Il medico italiano contatta Guttmann. La sua idea è quella di far coincidere i due eventi – quello per normodotati e quello per disabili (ma siamo in tempi in cui neppure esistono le parole per dirlo) – di assimilarli non solo idealmente ma anche concretamente. Le prime Paralimpiadi di sempre – anche se ancora non si chiamano così – si tengono a Roma dal 18 al 25 settembre 1960 negli impianti dell’Acqua Acetosa, due settimane dopo la chiusura delle Olimpiadi.
Nella capitale si sfidano 400 atleti provenienti da 21 nazioni. Si affrontano nel biliardo e nella scherma (fioretto e sciabola), nel basket maschile, nel nuoto maschile e femminile (stile libero, rana e dorso), nell’atletica (giavellotto e giavellotto di precisione, lancio del peso e lancio del bastone), nel tennistavolo maschile e femminile (singolo e doppio), nel tiro con l’arco (maschile e femminile), nel tiro al bersaglio con freccette (squadre miste), nel pentathlon (tiro con l’arco, nuoto, giavellotto, lancio del peso e lancio della clava). L’Italia partecipa con una squadra composta interamente da pazienti del Centro Paraplegici di Ostia. Gli azzurri conquistano 80 medaglie, più di qualsiasi altra nazione in gara.
«Avete mostrato quello che può realizzare un’anima energica, malgrado gli ostacoli in apparenza insormontabili che il corpo le oppone» dice Giovanni XXIII a tutti i partecipanti.
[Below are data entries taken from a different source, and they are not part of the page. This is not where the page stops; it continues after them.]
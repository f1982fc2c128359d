// SPDX-License-Identifier: AGPL-3.0-or-later
//! Data manager - sole owner of the in-memory collections
//!
//! Every view reads through `data()` and mutates through the typed
//! operations here, so uniqueness, validation, and persistence live in one
//! place. After any successful mutating call returns, the store on disk
//! reflects the new in-memory state (write-through, no batching).

use crate::error::DataError;
use crate::store::PersistentStore;
use crate::types::{AppData, CountryRecord, MineralRecord, UserRecord};

/// Owns the three collections for the lifetime of the process
///
/// No other component holds a mutable reference; presentation layers get
/// read views and call back into these operations.
pub struct DataManager {
    data: AppData,
    store: PersistentStore,
}

impl DataManager {
    /// Load the store (or synthesize defaults) and take ownership of it
    ///
    /// # Errors
    ///
    /// Fails if the store exists but cannot be read or parsed.
    pub fn open(store: PersistentStore) -> anyhow::Result<Self> {
        let data = store.load()?;
        Ok(Self { data, store })
    }

    /// Read view of the current collections
    #[must_use]
    pub fn data(&self) -> &AppData {
        &self.data
    }

    // =========================================================================
    // Minerals
    // =========================================================================

    /// Add a mineral under `name`
    ///
    /// # Errors
    ///
    /// `Validation` for a blank name or location or a malformed color,
    /// `DuplicateKey` if the name is taken, `Persistence` if the
    /// write-through save fails.
    pub fn add_mineral(&mut self, name: &str, record: MineralRecord) -> Result<(), DataError> {
        validate_key("mineral name", name)?;
        validate_key("location", &record.location)?;
        validate_color(&record.color)?;

        let snapshot = self.data.clone();
        self.data.minerals.create(name, record)?;
        self.persist(snapshot)
    }

    /// Update (and possibly rename) the mineral at `name`
    ///
    /// # Errors
    ///
    /// `NotFound` if `name` is absent, plus the `add_mineral` failures.
    pub fn update_mineral(
        &mut self,
        name: &str,
        new_name: &str,
        record: MineralRecord,
    ) -> Result<(), DataError> {
        validate_key("mineral name", new_name)?;
        validate_key("location", &record.location)?;
        validate_color(&record.color)?;
        if !self.data.minerals.contains(name) {
            return Err(DataError::NotFound(name.to_string()));
        }

        let snapshot = self.data.clone();
        self.data.minerals.rename_and_update(name, new_name, record);
        self.persist(snapshot)
    }

    /// Delete the mineral at `name`, returning whether a removal occurred
    ///
    /// Deleting an absent name is a no-op.
    ///
    /// # Errors
    ///
    /// `Persistence` if the write-through save fails.
    pub fn delete_mineral(&mut self, name: &str) -> Result<bool, DataError> {
        let snapshot = self.data.clone();
        if !self.data.minerals.delete(name) {
            return Ok(false);
        }
        self.persist(snapshot)?;
        Ok(true)
    }

    // =========================================================================
    // Countries
    // =========================================================================

    /// Add a country profile under `name`
    ///
    /// # Errors
    ///
    /// Same taxonomy as `add_mineral`.
    pub fn add_country(&mut self, name: &str, record: CountryRecord) -> Result<(), DataError> {
        validate_key("country name", name)?;
        validate_color(&record.color)?;

        let snapshot = self.data.clone();
        self.data.countries.create(name, record)?;
        self.persist(snapshot)
    }

    /// Update (and possibly rename) the country at `name`
    ///
    /// # Errors
    ///
    /// Same taxonomy as `update_mineral`.
    pub fn update_country(
        &mut self,
        name: &str,
        new_name: &str,
        record: CountryRecord,
    ) -> Result<(), DataError> {
        validate_key("country name", new_name)?;
        validate_color(&record.color)?;
        if !self.data.countries.contains(name) {
            return Err(DataError::NotFound(name.to_string()));
        }

        let snapshot = self.data.clone();
        self.data.countries.rename_and_update(name, new_name, record);
        self.persist(snapshot)
    }

    /// Delete the country at `name`, returning whether a removal occurred
    ///
    /// # Errors
    ///
    /// `Persistence` if the write-through save fails.
    pub fn delete_country(&mut self, name: &str) -> Result<bool, DataError> {
        let snapshot = self.data.clone();
        if !self.data.countries.delete(name) {
            return Ok(false);
        }
        self.persist(snapshot)?;
        Ok(true)
    }

    // =========================================================================
    // Users
    // =========================================================================

    /// Add a user account under `username`
    ///
    /// # Errors
    ///
    /// `Validation` for a blank username or password, `DuplicateKey` if the
    /// username is taken, `Persistence` if the write-through save fails.
    pub fn add_user(&mut self, username: &str, record: UserRecord) -> Result<(), DataError> {
        validate_key("username", username)?;
        validate_key("password", &record.password)?;

        let snapshot = self.data.clone();
        self.data.users.create(username, record)?;
        self.persist(snapshot)
    }

    /// Update (and possibly rename) the account at `username`
    ///
    /// # Errors
    ///
    /// `NotFound` if `username` is absent, plus the `add_user` failures.
    pub fn update_user(
        &mut self,
        username: &str,
        new_username: &str,
        record: UserRecord,
    ) -> Result<(), DataError> {
        validate_key("username", new_username)?;
        validate_key("password", &record.password)?;
        if !self.data.users.contains(username) {
            return Err(DataError::NotFound(username.to_string()));
        }

        let snapshot = self.data.clone();
        self.data
            .users
            .rename_and_update(username, new_username, record);
        self.persist(snapshot)
    }

    /// Delete the account at `username`, returning whether a removal occurred
    ///
    /// # Errors
    ///
    /// `Persistence` if the write-through save fails.
    pub fn delete_user(&mut self, username: &str) -> Result<bool, DataError> {
        let snapshot = self.data.clone();
        if !self.data.users.delete(username) {
            return Ok(false);
        }
        self.persist(snapshot)?;
        Ok(true)
    }

    // =========================================================================
    // Write-through
    // =========================================================================

    /// Save the full document; on failure, restore `snapshot`
    ///
    /// Memory and durable store must never diverge, so a failed save rolls
    /// the in-memory state back and reports that the action did not take
    /// effect.
    fn persist(&mut self, snapshot: AppData) -> Result<(), DataError> {
        match self.store.save(&self.data) {
            Ok(()) => Ok(()),
            Err(e) => {
                self.data = snapshot;
                Err(DataError::Persistence(format!("{e:#}")))
            }
        }
    }
}

/// Reject blank required fields
fn validate_key(field: &'static str, value: &str) -> Result<(), DataError> {
    if value.trim().is_empty() {
        return Err(DataError::Validation {
            field,
            reason: "must not be blank".into(),
        });
    }
    Ok(())
}

/// Reject colors that are not #RRGGBB
fn validate_color(color: &str) -> Result<(), DataError> {
    let hex = color.strip_prefix('#').unwrap_or("");
    if hex.len() != 6 || !hex.chars().all(|c| c.is_ascii_hexdigit()) {
        return Err(DataError::Validation {
            field: "color",
            reason: format!("expected #RRGGBB, got '{color}'"),
        });
    }
    Ok(())
}

#[cfg(test)]
mod tests {
    use super::*;
    use crate::types::Role;
    use tempfile::TempDir;

    fn open_manager(dir: &TempDir) -> DataManager {
        DataManager::open(PersistentStore::in_dir(dir.path())).unwrap()
    }

    fn copper() -> MineralRecord {
        MineralRecord {
            location: "Africa, Zambia".into(),
            production: 500,
            color: "#ff0000".into(),
        }
    }

    #[test]
    fn test_mutation_is_written_through() {
        let dir = TempDir::new().unwrap();
        let mut manager = open_manager(&dir);

        manager.add_mineral("Copper", copper()).unwrap();

        // A fresh load must see the mutation: durable state tracks memory.
        let reloaded = PersistentStore::in_dir(dir.path()).load().unwrap();
        assert_eq!(reloaded, *manager.data());
        assert!(reloaded.minerals.contains("Copper"));
    }

    #[test]
    fn test_add_then_delete_restores_collection() {
        let dir = TempDir::new().unwrap();
        let mut manager = open_manager(&dir);
        let before = manager.data().minerals.clone();

        manager.add_mineral("Copper", copper()).unwrap();
        assert!(manager.delete_mineral("Copper").unwrap());

        assert_eq!(*manager.data(), PersistentStore::in_dir(dir.path()).load().unwrap());
        assert_eq!(manager.data().minerals, before);
    }

    #[test]
    fn test_duplicate_add_is_rejected_without_mutation() {
        let dir = TempDir::new().unwrap();
        let mut manager = open_manager(&dir);
        let before = manager.data().clone();

        let err = manager
            .add_mineral(
                "Cobalt",
                MineralRecord {
                    location: "elsewhere".into(),
                    production: 1,
                    color: "#000000".into(),
                },
            )
            .unwrap_err();

        assert_eq!(err, DataError::DuplicateKey("Cobalt".into()));
        assert_eq!(*manager.data(), before);
    }

    #[test]
    fn test_update_of_absent_record_is_not_found() {
        let dir = TempDir::new().unwrap();
        let mut manager = open_manager(&dir);

        let err = manager
            .update_mineral("Adamantium", "Adamantium", copper())
            .unwrap_err();

        assert_eq!(err, DataError::NotFound("Adamantium".into()));
    }

    #[test]
    fn test_delete_absent_is_noop() {
        let dir = TempDir::new().unwrap();
        let mut manager = open_manager(&dir);
        let before = manager.data().clone();

        assert!(!manager.delete_country("Atlantis").unwrap());
        assert_eq!(*manager.data(), before);
    }

    #[test]
    fn test_blank_name_and_bad_color_are_validation_errors() {
        let dir = TempDir::new().unwrap();
        let mut manager = open_manager(&dir);

        assert!(matches!(
            manager.add_mineral("  ", copper()),
            Err(DataError::Validation { field: "mineral name", .. })
        ));

        let mut blank_location = copper();
        blank_location.location = "   ".into();
        assert!(matches!(
            manager.add_mineral("Copper", blank_location.clone()),
            Err(DataError::Validation { field: "location", .. })
        ));
        assert!(matches!(
            manager.update_mineral("Cobalt", "Cobalt", blank_location),
            Err(DataError::Validation { field: "location", .. })
        ));

        let mut bad = copper();
        bad.color = "red".into();
        assert!(matches!(
            manager.add_mineral("Copper", bad),
            Err(DataError::Validation { field: "color", .. })
        ));
    }

    #[test]
    fn test_user_rename_last_write_wins() {
        let dir = TempDir::new().unwrap();
        let mut manager = open_manager(&dir);

        let record = UserRecord {
            password: "pw".into(),
            role: Role::Researcher,
        };
        manager.add_user("alice", record.clone()).unwrap();
        manager.update_user("alice", "investor", record).unwrap();

        assert!(!manager.data().users.contains("alice"));
        // The pre-existing "investor" account has been overwritten.
        assert_eq!(manager.data().users.get("investor").unwrap().role, Role::Researcher);
    }

    #[test]
    fn test_failed_save_rolls_back_memory() {
        let dir = TempDir::new().unwrap();
        let data = PersistentStore::in_dir(dir.path()).load().unwrap();

        // Point the store somewhere unwritable: a path whose parent is a
        // regular file, so create_dir_all fails.
        let blocker = dir.path().join("blocker");
        std::fs::write(&blocker, "not a directory").unwrap();
        let broken = PersistentStore::new(blocker.join("store.json"));

        let mut manager = DataManager {
            data: data.clone(),
            store: broken,
        };

        let err = manager.add_mineral("Copper", copper()).unwrap_err();
        assert!(matches!(err, DataError::Persistence(_)));
        // Memory rolled back: the rejected mineral is gone.
        assert_eq!(*manager.data(), data);
    }
}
Siamo di un quarto di secolo in anticipo sulle Paralimpiadi come si intendono oggi, e così riorganizzate solo dal 1984 in poi. Maglio ha un suo fuso orario interiore avanti a tutti gli altri. Ha dedicato tutta la sua vita ai suoi ragazzi.
«Erano i suoi figli» ha raccontato sua moglie Maria Stella Calà.
Dal gruppo di Ostia escono fuori atleti straordinari come Roberto Marson, 13 ori in sei edizioni dei Giochi tra atletica leggera, scherma e nuoto, Aroldo Ruschioni, Irene Monaco, Vittorio Loi e tanti altri. I progenitori di Bebe Vio, Luca Pancalli, Alex Zanardi, Monica Contraffatto e di tutti gli azzurri impegnati in questi giorni a Tokyo. È una storia, quella di Maglio, di Guttmann, dei loro ragazzi e ragazze e dei sognatori come loro, che avrebbe tutte le tonalità di una favola. Solo una cosa non coincide. È stato ed è tutto straordinariamente reale.